== Data for review

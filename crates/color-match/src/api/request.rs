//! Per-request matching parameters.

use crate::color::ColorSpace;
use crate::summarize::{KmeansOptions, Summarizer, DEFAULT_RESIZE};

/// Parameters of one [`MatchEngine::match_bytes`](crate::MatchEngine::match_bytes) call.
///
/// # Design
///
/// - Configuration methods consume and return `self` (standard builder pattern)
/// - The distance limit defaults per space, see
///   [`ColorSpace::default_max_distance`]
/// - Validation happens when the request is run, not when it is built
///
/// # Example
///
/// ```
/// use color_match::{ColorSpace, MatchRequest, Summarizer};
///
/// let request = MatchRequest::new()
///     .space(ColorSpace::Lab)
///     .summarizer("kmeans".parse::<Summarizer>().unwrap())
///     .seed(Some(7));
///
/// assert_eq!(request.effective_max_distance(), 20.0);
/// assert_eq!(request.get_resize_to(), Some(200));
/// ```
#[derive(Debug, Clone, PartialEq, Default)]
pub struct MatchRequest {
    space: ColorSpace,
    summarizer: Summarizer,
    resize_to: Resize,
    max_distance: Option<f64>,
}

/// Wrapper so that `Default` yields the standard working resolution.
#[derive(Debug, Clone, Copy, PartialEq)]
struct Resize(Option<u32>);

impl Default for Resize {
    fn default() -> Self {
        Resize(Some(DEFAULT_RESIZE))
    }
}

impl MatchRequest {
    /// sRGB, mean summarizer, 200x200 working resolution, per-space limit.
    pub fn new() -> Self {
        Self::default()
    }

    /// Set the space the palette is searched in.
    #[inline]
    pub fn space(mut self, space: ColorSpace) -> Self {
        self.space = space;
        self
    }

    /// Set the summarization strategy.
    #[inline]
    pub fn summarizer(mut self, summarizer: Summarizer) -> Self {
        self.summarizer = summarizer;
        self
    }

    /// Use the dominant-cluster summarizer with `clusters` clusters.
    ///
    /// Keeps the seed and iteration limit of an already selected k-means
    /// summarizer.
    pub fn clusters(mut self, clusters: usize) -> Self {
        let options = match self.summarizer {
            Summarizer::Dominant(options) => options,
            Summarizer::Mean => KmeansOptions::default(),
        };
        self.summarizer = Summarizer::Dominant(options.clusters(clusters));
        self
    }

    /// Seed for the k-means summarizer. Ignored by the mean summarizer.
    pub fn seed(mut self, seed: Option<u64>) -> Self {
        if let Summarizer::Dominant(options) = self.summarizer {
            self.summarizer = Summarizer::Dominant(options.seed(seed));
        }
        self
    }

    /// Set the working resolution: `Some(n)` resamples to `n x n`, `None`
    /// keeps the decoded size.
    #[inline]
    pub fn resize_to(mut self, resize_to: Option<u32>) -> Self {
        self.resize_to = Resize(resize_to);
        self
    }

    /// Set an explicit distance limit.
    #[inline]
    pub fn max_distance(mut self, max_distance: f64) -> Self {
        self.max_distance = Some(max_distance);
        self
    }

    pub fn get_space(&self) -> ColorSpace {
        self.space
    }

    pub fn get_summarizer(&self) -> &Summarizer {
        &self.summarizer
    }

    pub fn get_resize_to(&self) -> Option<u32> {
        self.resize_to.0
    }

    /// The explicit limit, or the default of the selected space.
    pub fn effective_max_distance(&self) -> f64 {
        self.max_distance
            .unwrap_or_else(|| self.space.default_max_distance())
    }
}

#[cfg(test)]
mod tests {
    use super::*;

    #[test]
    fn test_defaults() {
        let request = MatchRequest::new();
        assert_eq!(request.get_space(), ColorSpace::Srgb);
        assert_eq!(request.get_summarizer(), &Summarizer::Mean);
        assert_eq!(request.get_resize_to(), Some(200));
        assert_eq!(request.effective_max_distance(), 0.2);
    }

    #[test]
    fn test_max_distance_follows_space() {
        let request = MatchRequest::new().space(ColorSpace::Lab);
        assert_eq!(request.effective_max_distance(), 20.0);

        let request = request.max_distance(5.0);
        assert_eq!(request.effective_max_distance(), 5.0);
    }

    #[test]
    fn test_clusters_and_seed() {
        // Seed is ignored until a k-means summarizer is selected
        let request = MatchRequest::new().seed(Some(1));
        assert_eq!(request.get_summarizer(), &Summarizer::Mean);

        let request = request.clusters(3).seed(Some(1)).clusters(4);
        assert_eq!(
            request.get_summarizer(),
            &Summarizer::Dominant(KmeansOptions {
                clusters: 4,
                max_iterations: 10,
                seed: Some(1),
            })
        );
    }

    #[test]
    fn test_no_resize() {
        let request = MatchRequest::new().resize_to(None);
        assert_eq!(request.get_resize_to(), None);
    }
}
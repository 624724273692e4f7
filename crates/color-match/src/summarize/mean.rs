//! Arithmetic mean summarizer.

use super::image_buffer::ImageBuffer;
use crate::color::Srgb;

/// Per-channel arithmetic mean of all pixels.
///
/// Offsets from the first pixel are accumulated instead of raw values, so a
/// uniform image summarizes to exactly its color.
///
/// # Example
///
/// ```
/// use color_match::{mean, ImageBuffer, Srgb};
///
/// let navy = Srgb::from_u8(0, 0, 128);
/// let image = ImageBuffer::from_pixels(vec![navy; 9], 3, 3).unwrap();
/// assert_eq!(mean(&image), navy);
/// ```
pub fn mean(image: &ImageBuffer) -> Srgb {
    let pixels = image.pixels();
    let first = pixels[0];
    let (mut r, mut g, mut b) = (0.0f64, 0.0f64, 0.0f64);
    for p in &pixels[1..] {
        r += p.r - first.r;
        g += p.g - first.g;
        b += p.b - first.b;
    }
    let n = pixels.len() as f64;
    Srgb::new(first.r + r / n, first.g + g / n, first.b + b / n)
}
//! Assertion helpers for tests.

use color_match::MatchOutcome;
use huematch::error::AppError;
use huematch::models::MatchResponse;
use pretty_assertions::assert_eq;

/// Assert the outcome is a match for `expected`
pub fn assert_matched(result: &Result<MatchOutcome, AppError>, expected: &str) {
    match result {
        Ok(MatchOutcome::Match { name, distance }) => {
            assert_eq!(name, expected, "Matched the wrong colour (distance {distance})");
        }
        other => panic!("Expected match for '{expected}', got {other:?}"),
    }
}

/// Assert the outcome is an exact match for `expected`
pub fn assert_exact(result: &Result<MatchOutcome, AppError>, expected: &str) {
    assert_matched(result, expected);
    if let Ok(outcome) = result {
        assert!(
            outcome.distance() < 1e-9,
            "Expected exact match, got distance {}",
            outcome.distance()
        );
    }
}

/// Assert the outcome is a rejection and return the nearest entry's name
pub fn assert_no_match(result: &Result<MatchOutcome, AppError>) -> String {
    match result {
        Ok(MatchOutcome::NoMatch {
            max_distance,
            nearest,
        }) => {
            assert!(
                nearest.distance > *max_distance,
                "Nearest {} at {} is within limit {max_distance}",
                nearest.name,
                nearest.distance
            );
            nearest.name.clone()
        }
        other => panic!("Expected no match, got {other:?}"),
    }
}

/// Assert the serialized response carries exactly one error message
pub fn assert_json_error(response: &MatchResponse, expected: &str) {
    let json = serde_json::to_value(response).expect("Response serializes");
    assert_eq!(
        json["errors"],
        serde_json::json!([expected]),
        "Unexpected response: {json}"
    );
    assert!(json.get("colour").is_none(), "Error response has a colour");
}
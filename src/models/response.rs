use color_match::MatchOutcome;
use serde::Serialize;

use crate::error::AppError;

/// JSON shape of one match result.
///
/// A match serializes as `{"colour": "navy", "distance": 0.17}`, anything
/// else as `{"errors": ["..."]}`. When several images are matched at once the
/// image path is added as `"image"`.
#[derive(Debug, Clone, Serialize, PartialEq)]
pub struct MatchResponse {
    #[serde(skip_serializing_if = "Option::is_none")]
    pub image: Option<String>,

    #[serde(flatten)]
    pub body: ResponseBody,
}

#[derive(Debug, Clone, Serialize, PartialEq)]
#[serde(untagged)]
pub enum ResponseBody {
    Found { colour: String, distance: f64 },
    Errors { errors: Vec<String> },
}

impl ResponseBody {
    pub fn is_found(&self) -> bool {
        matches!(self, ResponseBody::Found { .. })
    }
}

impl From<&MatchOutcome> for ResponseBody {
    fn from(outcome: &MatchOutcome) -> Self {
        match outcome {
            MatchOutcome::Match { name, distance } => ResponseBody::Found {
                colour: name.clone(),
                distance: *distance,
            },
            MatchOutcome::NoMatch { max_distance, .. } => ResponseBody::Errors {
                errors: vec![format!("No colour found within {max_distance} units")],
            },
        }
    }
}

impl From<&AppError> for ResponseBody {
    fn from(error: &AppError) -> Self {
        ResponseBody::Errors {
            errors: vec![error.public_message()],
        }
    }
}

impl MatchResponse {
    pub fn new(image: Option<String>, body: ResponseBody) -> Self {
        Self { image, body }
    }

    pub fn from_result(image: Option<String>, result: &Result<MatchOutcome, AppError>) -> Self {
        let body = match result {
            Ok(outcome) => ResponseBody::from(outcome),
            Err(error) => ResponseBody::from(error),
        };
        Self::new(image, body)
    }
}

====
== Data for review

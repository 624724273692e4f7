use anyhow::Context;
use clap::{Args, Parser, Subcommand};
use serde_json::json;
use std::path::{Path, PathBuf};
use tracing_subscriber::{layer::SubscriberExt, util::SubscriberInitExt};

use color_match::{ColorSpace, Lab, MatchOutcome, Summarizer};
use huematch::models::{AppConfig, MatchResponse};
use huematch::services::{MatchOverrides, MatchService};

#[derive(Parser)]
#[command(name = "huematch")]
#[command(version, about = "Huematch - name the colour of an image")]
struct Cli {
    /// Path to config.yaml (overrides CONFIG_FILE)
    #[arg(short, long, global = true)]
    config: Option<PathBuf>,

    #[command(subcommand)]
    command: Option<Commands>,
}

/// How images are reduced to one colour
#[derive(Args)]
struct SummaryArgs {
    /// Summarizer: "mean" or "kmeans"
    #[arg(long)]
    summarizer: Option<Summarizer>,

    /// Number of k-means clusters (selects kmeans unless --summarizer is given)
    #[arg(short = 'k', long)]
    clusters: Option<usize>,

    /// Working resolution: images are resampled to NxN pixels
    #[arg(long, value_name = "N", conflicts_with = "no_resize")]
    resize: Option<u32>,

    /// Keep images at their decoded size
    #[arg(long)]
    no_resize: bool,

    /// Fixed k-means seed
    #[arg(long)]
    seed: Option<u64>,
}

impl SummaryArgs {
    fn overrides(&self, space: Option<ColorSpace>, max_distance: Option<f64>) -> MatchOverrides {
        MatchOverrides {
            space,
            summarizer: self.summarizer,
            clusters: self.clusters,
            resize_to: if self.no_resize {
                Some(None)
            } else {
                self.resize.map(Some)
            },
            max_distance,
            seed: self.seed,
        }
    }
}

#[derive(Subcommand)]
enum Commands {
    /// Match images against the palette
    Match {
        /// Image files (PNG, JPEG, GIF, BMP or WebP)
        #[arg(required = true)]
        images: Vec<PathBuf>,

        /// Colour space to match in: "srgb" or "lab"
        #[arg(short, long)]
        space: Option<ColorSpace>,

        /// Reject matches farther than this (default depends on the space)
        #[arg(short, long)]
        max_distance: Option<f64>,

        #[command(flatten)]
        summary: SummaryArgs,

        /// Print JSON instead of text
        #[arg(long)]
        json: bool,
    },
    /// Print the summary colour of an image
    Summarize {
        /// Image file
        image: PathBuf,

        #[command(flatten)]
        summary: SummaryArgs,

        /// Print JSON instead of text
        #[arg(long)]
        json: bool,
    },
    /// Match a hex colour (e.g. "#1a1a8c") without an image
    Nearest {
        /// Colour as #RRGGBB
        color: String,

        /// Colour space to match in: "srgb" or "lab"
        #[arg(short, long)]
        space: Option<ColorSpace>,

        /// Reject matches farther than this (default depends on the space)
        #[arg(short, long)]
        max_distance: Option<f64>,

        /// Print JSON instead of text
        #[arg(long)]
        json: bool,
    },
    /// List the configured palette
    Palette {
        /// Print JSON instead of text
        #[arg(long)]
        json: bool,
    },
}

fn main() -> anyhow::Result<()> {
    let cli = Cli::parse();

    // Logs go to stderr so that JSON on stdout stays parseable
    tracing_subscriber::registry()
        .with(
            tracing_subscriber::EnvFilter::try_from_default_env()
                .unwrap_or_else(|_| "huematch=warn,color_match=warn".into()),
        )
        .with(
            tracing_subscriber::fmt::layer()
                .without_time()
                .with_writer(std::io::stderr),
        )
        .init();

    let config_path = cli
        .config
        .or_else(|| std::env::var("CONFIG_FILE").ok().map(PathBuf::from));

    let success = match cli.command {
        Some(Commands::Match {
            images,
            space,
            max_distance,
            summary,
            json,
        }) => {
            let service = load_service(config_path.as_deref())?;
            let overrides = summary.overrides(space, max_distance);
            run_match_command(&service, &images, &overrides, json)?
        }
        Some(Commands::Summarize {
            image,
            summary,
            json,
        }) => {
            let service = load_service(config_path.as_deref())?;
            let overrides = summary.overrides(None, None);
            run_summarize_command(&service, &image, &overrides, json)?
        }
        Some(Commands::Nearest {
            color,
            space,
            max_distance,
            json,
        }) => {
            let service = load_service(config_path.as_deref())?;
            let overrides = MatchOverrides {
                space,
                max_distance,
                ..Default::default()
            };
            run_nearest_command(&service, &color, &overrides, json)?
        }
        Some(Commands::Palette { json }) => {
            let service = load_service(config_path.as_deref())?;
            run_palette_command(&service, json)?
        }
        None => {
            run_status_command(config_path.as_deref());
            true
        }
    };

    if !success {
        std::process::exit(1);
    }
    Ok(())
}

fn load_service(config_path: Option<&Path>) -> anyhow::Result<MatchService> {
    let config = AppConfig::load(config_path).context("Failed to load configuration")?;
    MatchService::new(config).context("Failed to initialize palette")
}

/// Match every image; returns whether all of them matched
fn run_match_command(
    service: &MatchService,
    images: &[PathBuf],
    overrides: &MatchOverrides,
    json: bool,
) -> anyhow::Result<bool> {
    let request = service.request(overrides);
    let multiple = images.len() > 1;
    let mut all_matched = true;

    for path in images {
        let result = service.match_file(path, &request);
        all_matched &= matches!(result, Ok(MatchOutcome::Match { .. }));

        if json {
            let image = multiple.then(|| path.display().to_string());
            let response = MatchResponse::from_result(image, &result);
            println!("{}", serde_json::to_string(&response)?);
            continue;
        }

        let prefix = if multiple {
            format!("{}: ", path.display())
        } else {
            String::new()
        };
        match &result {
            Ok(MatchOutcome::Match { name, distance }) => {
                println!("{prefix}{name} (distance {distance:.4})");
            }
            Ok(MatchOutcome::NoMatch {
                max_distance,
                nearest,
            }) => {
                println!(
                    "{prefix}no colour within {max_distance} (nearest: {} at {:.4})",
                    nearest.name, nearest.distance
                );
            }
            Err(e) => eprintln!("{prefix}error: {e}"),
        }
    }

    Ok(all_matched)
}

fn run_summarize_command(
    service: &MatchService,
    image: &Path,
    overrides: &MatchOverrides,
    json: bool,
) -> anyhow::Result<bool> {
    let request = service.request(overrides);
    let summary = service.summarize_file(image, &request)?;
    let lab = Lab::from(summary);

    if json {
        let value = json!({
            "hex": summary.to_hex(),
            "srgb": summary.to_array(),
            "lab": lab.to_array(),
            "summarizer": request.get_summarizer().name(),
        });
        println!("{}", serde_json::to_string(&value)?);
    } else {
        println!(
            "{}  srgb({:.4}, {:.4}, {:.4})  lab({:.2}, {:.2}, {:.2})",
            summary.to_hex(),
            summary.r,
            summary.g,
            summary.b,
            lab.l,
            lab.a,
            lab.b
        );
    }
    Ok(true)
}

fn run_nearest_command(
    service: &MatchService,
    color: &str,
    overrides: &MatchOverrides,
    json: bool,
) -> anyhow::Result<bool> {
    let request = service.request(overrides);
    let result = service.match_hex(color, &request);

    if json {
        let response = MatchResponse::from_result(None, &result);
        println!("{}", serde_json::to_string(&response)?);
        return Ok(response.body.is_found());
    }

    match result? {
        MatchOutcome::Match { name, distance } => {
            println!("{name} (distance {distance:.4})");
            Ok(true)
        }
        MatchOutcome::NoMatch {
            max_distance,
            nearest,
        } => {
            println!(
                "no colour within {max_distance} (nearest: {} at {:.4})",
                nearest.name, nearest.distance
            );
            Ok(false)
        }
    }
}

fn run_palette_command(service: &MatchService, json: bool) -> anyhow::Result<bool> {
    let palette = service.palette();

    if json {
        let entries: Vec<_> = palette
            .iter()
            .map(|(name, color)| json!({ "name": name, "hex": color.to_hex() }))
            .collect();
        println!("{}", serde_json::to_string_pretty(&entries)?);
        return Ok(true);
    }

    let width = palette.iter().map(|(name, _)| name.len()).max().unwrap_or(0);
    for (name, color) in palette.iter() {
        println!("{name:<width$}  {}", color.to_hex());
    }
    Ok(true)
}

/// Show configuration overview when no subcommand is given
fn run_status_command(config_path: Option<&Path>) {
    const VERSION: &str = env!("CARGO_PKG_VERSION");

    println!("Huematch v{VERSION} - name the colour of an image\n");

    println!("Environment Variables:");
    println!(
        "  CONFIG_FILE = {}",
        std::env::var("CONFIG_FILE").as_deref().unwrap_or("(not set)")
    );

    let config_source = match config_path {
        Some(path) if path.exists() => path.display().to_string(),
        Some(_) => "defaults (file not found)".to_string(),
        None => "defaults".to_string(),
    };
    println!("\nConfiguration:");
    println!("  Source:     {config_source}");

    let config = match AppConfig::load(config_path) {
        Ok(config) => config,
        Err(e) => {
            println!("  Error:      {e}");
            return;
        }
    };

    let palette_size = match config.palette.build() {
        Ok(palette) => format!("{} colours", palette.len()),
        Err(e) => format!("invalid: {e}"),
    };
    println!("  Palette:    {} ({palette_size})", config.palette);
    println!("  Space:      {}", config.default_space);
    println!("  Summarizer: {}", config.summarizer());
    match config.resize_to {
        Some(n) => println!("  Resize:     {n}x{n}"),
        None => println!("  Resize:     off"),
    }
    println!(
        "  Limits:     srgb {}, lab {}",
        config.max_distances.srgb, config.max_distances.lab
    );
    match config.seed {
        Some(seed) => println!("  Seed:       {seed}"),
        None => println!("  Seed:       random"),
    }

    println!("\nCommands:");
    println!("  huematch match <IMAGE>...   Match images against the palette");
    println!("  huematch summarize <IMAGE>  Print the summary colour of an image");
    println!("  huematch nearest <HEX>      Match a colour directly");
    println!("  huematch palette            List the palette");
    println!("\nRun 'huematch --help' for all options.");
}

====

What to produce. Write out exactly the lines above between the line with "const VERSION: &str" and the line with "Some(path) if path.exists()", inclusive, and nothing beyond them.

Task solution.
    const VERSION: &str = env!("CARGO_PKG_VERSION");

    println!("Huematch v{VERSION} - name the colour of an image\n");

    println!("Environment Variables:");
    println!(
        "  CONFIG_FILE = {}",
        std::env::var("CONFIG_FILE").as_deref().unwrap_or("(not set)")
    );

    let config_source = match config_path {
        Some(path) if path.exists() => path.display().to_string(),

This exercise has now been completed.